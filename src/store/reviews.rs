use uuid::Uuid;

use crate::{
    db::DbPool,
    error::{StoreError, StoreResult},
    models::Review,
    store::Pagination,
};

pub const TITLE_MAX_LEN: usize = 255;
pub const RATING_MIN: i32 = 0;
pub const RATING_MAX: i32 = 5;

#[derive(Debug, Clone)]
pub struct NewReview {
    pub user_id: Uuid,
    pub product_id: Uuid,
    pub rating: i32,
    pub title: String,
    pub comment: Option<String>,
}

pub async fn add_review(pool: &DbPool, new: NewReview) -> StoreResult<Review> {
    if new.title.is_empty() {
        return Err(StoreError::Validation("title must be set".to_string()));
    }
    if new.title.chars().count() > TITLE_MAX_LEN {
        return Err(StoreError::Validation(format!(
            "title must be at most {TITLE_MAX_LEN} characters"
        )));
    }
    if !(RATING_MIN..=RATING_MAX).contains(&new.rating) {
        return Err(StoreError::Validation(format!(
            "rating must be between {RATING_MIN} and {RATING_MAX}"
        )));
    }

    let review: Review = sqlx::query_as(
        r#"
        INSERT INTO reviews (id, user_id, product_id, rating, title, comment)
        VALUES ($1, $2, $3, $4, $5, $6)
        RETURNING *
        "#,
    )
    .bind(Uuid::new_v4())
    .bind(new.user_id)
    .bind(new.product_id)
    .bind(new.rating)
    .bind(&new.title)
    .bind(&new.comment)
    .fetch_one(pool)
    .await?;

    tracing::debug!(review_id = %review.id, product_id = %new.product_id, "review added");
    Ok(review)
}

pub async fn list_reviews(
    pool: &DbPool,
    product_id: Uuid,
    pagination: Pagination,
) -> StoreResult<Vec<Review>> {
    let (_page, limit, offset) = pagination.normalize();
    let reviews = sqlx::query_as(
        "SELECT * FROM reviews WHERE product_id = $1 ORDER BY created_at DESC LIMIT $2 OFFSET $3",
    )
    .bind(product_id)
    .bind(limit)
    .bind(offset)
    .fetch_all(pool)
    .await?;
    Ok(reviews)
}

pub async fn delete_review(pool: &DbPool, id: Uuid) -> StoreResult<()> {
    let result = sqlx::query("DELETE FROM reviews WHERE id = $1")
        .bind(id)
        .execute(pool)
        .await?;

    if result.rows_affected() == 0 {
        return Err(StoreError::NotFound);
    }
    Ok(())
}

Exercise description. The lines you need are those containing "const"; find them in the records and copy them.

Result of this exercise.
pub const TITLE_MAX_LEN: usize = 255;
pub const RATING_MIN: i32 = 0;
pub const RATING_MAX: i32 = 5;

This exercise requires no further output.